Do you see the difference? You are not stating that you are stupid, only that you’re thinking that are. You separate the thought from the judgment.
Next, you add some empathy.
Part of having empathy is getting curious. Get curious about why you’re feeling this way, and once you understand, show yourself some empathy. You say to yourself “I made a mistake, and that feels really embarrassing. The expectations I put upon myself are unrealistic. Feeling this way is really hard for me.”
And finally, you ask how you can take care of yourself.
“I’m feeling embarrassed and regretful right now. What will help me to move forward?” Maybe the answer is some deep breaths and a reset. Maybe it’s to address the expectations associated with the judgment. Whatever it is, take a moment to see how you can care for yourself in that moment so you can move through the discomfort.
Those are the steps: stating the facts without judgment, leaning into curiosity and empathy, and moving toward action. It works with judgments of others also.
Here’s an example for when you’re judging someone else:
Say you see someone, and they’re dressed in a way that seems weird to you. You automatically think “yikes, that person is a mess! Gross!”
STOP! You’re judging. Let’s take step back.
List the facts: “I saw someone who is dressed in a way that doesn’t fit with my version of ‘normal’. It made me feel uncomfortable because it’s different. My expectations are that everyone dress in a way that fits what society has prescribed. I was thinking that the way they are dressed makes them a mess or gross.”
Lean into curiosity and empathy: “I wonder what that person feels about how they’re dressed. Perhaps they really like to be dressed that way. Perhaps they’re having a hard day. What someone is wearing doesn’t define who they are. It must feel pretty bad to have people staring at you and judging you.”
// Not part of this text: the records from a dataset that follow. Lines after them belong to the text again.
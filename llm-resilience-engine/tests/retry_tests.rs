use llm_resilience_core::domain::{
    BackoffStrategy, CircuitBreakerConfig, CircuitState, ErrorCategory, RetryConfig,
};
use llm_resilience_engine::resilience::{compute_delay, operation_key};
use llm_resilience_engine::{CircuitBreakerRegistry, ErrorClassifier, RetryError, RetryManager};
use pretty_assertions::assert_eq;
use rstest::rstest;
use std::sync::atomic::{AtomicU32, Ordering};
use std::sync::Arc;
use std::time::Duration;
use thiserror::Error;
use tokio::time::Instant;
use tokio_util::sync::CancellationToken;

#[derive(Debug, Clone, PartialEq, Error)]
#[error("{0}")]
struct CallError(String);

impl CallError {
    fn new(message: &str) -> Self {
        Self(message.to_string())
    }
}

fn manager() -> RetryManager {
    RetryManager::new(
        Arc::new(ErrorClassifier::default()),
        Arc::new(CircuitBreakerRegistry::default()),
        RetryConfig::default(),
    )
}

fn policy(max_attempts: u32) -> RetryConfig {
    RetryConfig {
        max_attempts,
        base_delay: Duration::from_secs(1),
        max_delay: Duration::from_secs(60),
        multiplier: 2.0,
        backoff: BackoffStrategy::Exponential,
        adaptive: false,
        ..Default::default()
    }
}

// ===== Backoff =====

#[rstest]
#[case(1, 1)]
#[case(2, 2)]
#[case(3, 4)]
#[case(4, 8)]
fn test_exponential_backoff_doubles(#[case] attempt: u32, #[case] expected_secs: u64) {
    assert_eq!(
        compute_delay(&policy(5), attempt),
        Duration::from_secs(expected_secs)
    );
}

#[test]
fn test_backoff_never_exceeds_max_delay() {
    let config = RetryConfig {
        max_delay: Duration::from_secs(10),
        ..policy(20)
    };
    for attempt in 1..=20 {
        assert!(compute_delay(&config, attempt) <= Duration::from_secs(10));
    }
}

// ===== Attempts =====

#[tokio::test(start_paused = true)]
async fn test_always_failing_operation_runs_max_attempts() {
    let manager = manager();
    let calls = AtomicU32::new(0);
    let started = Instant::now();

    let result: Result<(), _> = manager
        .run("fetch_documents", Some(&policy(3)), || async {
            calls.fetch_add(1, Ordering::SeqCst);
            Err(CallError::new("connection refused"))
        })
        .await;

    assert_eq!(calls.load(Ordering::SeqCst), 3);
    let err = result.unwrap_err();
    assert_eq!(err.attempts(), 3);
    assert_eq!(
        err.classification().map(|c| c.category),
        Some(ErrorCategory::Network)
    );
    assert_eq!(err.into_inner(), Some(CallError::new("connection refused")));

    // Waits of 1s and 2s between the three attempts
    let waited = started.elapsed();
    assert!(waited >= Duration::from_secs(3));
    assert!(waited < Duration::from_secs(4));
}

#[tokio::test(start_paused = true)]
async fn test_succeeds_after_transient_failures() {
    let manager = manager();
    let calls = AtomicU32::new(0);

    let result = manager
        .run("generate", Some(&policy(5)), || async {
            let n = calls.fetch_add(1, Ordering::SeqCst) + 1;
            if n < 3 {
                Err(CallError::new("service unavailable"))
            } else {
                Ok(n)
            }
        })
        .await;

    assert_eq!(result.unwrap(), 3);

    let stats = manager.key_stats("generate").unwrap();
    assert_eq!(stats.total_calls, 1);
    assert_eq!(stats.successful_calls, 1);
    assert_eq!(stats.total_attempts, 3);
    assert_eq!(stats.failed_attempts, 2);
}

#[tokio::test(start_paused = true)]
async fn test_fail_fast_errors_are_not_retried() {
    let manager = manager();
    let calls = AtomicU32::new(0);

    let result: Result<(), _> = manager
        .run("generate", Some(&policy(5)), || async {
            calls.fetch_add(1, Ordering::SeqCst);
            Err(CallError::new("401 unauthorized: invalid api key"))
        })
        .await;

    assert_eq!(calls.load(Ordering::SeqCst), 1);
    let err = result.unwrap_err();
    assert_eq!(
        err.classification().map(|c| c.category),
        Some(ErrorCategory::Authentication)
    );
}

#[tokio::test(start_paused = true)]
async fn test_unclassified_errors_are_retried() {
    let manager = manager();
    let calls = AtomicU32::new(0);

    let result: Result<(), _> = manager
        .run("rerank", Some(&policy(3)), || async {
            calls.fetch_add(1, Ordering::SeqCst);
            Err(CallError::new("something odd happened"))
        })
        .await;

    assert_eq!(calls.load(Ordering::SeqCst), 3);
    assert_eq!(
        result.unwrap_err().classification().map(|c| c.category),
        Some(ErrorCategory::Unknown)
    );
}

#[tokio::test(start_paused = true)]
async fn test_rate_limit_waits_at_least_five_seconds() {
    let manager = manager();
    let started = Instant::now();

    let result: Result<(), _> = manager
        .run("generate", Some(&policy(2)), || async {
            Err(CallError::new("429 too many requests"))
        })
        .await;

    assert!(result.is_err());
    assert!(started.elapsed() >= Duration::from_secs(5));
}

// ===== Circuit breaking =====

#[tokio::test(start_paused = true)]
async fn test_open_breaker_stops_further_calls() {
    let manager = manager();
    let config = RetryConfig {
        circuit_breaker: CircuitBreakerConfig {
            failure_threshold: 1,
            minimum_throughput: 1,
            sliding_window_size: 5,
            timeout: Duration::from_secs(60),
            ..Default::default()
        },
        ..policy(2)
    };
    let calls = AtomicU32::new(0);

    let first: Result<(), _> = manager
        .run("search", Some(&config), || async {
            calls.fetch_add(1, Ordering::SeqCst);
            Err(CallError::new("connection reset by peer"))
        })
        .await;
    assert!(matches!(first, Err(RetryError::Failed { attempts: 2, .. })));

    let second: Result<(), _> = manager
        .run("search", Some(&config), || async {
            calls.fetch_add(1, Ordering::SeqCst);
            Ok::<(), CallError>(())
        })
        .await;
    assert!(matches!(second, Err(RetryError::CircuitOpen { .. })));
    assert_eq!(calls.load(Ordering::SeqCst), 2);

    let status = manager.circuit_breaker_status().await;
    assert_eq!(status["search"].state, CircuitState::Open);
}

#[tokio::test(start_paused = true)]
async fn test_breaker_opened_between_attempts_keeps_last_error() {
    let registry = Arc::new(CircuitBreakerRegistry::default());
    let manager = RetryManager::new(
        Arc::new(ErrorClassifier::default()),
        Arc::clone(&registry),
        RetryConfig::default(),
    );
    let config = RetryConfig {
        circuit_breaker: CircuitBreakerConfig {
            failure_threshold: 1,
            minimum_throughput: 1,
            timeout: Duration::from_secs(60),
            ..Default::default()
        },
        ..policy(3)
    };
    let breaker = registry.get_or_create("search", &config.circuit_breaker);
    let calls = AtomicU32::new(0);

    let result: Result<(), _> = manager
        .run("search", Some(&config), || async {
            calls.fetch_add(1, Ordering::SeqCst);
            // A concurrent caller trips the shared breaker
            breaker.record_failure(Duration::from_millis(5)).await;
            Err(CallError::new("connection reset by peer"))
        })
        .await;

    assert_eq!(calls.load(Ordering::SeqCst), 1);
    let err = result.unwrap_err();
    assert!(matches!(err, RetryError::CircuitOpen { attempts: 1, .. }));
    assert_eq!(err.attempts(), 1);
    assert_eq!(err.into_inner(), Some(CallError::new("connection reset by peer")));
}

#[tokio::test(start_paused = true)]
async fn test_anyhow_errors_are_classified_and_retried() {
    let manager = manager();
    let calls = AtomicU32::new(0);

    let result: Result<(), RetryError<anyhow::Error>> = manager
        .run("fetch_documents", Some(&policy(3)), || async {
            calls.fetch_add(1, Ordering::SeqCst);
            Err(anyhow::anyhow!("connection refused"))
        })
        .await;

    assert_eq!(calls.load(Ordering::SeqCst), 3);
    let err = result.unwrap_err();
    assert_eq!(
        err.classification().map(|c| c.category),
        Some(ErrorCategory::Network)
    );
    assert_eq!(
        err.into_inner().map(|e| e.to_string()),
        Some("connection refused".to_string())
    );
}

#[tokio::test(start_paused = true)]
async fn test_arguments_select_separate_keys() {
    let manager = manager();

    let ok: Result<u32, RetryError<CallError>> = manager
        .run_with_args("lookup", &("user", 1), Some(&policy(1)), || async { Ok(1) })
        .await;
    assert!(ok.is_ok());
    let _: Result<u32, RetryError<CallError>> = manager
        .run_with_args("lookup", &("user", 2), Some(&policy(1)), || async { Ok(2) })
        .await;

    let stats = manager.operation_stats(Some("lookup"));
    assert_eq!(stats.len(), 2);
    assert!(manager
        .key_stats(&operation_key("lookup", &("user", 1)))
        .is_some());
}

// ===== Cancellation =====

#[tokio::test(start_paused = true)]
async fn test_token_cancels_pending_wait() {
    let manager = manager();
    let token = CancellationToken::new();
    let calls = AtomicU32::new(0);
    let config = RetryConfig {
        base_delay: Duration::from_secs(10),
        ..policy(5)
    };

    let canceller = {
        let token = token.clone();
        async move {
            tokio::time::sleep(Duration::from_millis(100)).await;
            token.cancel();
        }
    };
    let run = manager.run_with_token("generate", Some(&config), &token, || async {
        calls.fetch_add(1, Ordering::SeqCst);
        Err::<(), _>(CallError::new("upstream overloaded"))
    });

    let (result, ()) = tokio::join!(run, canceller);

    assert_eq!(calls.load(Ordering::SeqCst), 1);
    let err = result.unwrap_err();
    assert!(matches!(err, RetryError::Cancelled { attempts: 1, .. }));
    assert_eq!(err.into_inner(), Some(CallError::new("upstream overloaded")));
}

#[tokio::test]
async fn test_shutdown_rejects_new_runs() {
    let manager = manager();
    manager.shutdown();
    assert!(manager.is_shut_down());

    let calls = AtomicU32::new(0);
    let result: Result<(), RetryError<CallError>> = manager
        .run("generate", None, || async {
            calls.fetch_add(1, Ordering::SeqCst);
            Ok(())
        })
        .await;

    assert!(matches!(result, Err(RetryError::Cancelled { attempts: 0, .. })));
    assert_eq!(calls.load(Ordering::SeqCst), 0);
}

// ===== Adaptive policy =====

#[tokio::test(start_paused = true)]
async fn test_history_of_failures_tightens_policy() {
    let manager = manager();
    let config = RetryConfig {
        adaptive: true,
        adaptive_min_samples: 4,
        circuit_breaker_enabled: false,
        ..policy(2)
    };

    for _ in 0..2 {
        let _: Result<(), _> = manager
            .run("embed", Some(&config), || async {
                Err(CallError::new("connection refused"))
            })
            .await;
    }

    let effective = manager.effective_config("embed", &config);
    assert_eq!(effective.max_attempts, 1);
    assert_eq!(effective.base_delay, Duration::from_millis(1500));

    manager.reset_stats(Some("embed"));
    assert_eq!(manager.effective_config("embed", &config), config);
}
use thiserror::Error;

#[derive(Error, Debug)]
pub enum CoreError {
    #[error("Validation error: {0}")]
    Validation(String),
}

pub type Result<T> = std::result::Result<T, CoreError>;

impl From<validator::ValidationErrors> for CoreError {
    fn from(errors: validator::ValidationErrors) -> Self {
        CoreError::Validation(format!("Validation failed: {}", errors))
    }
}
Move to action: “I’m going to think more about why I judged this person for what they’re wearing, and I’m going to spend time understanding it so I can make a different choice next time.”
The next time you notice yourself stuck in judgment, try these steps and see how it makes you feel. Notice if it makes a difference in how you approach the situation.
At first, this can feel awkward and take a while, but, as with everything else that is new, the more you practice it, the easier it gets. After a while, you’ll start to notice that you automatically move to empathy and often don’t have to go through the judgment portion at all.
Imagine a world where you’re not wasting time in the toxic mess of self-criticism and outward judgment. Imagine all the negative energy you would avoid, and the time you’d have to focus on something that makes you feel infinitely better. Imagine a life full of curiosity and understanding.
That’s the goal, I’d say. Making these changes in how we look at ourselves and others is one step toward it.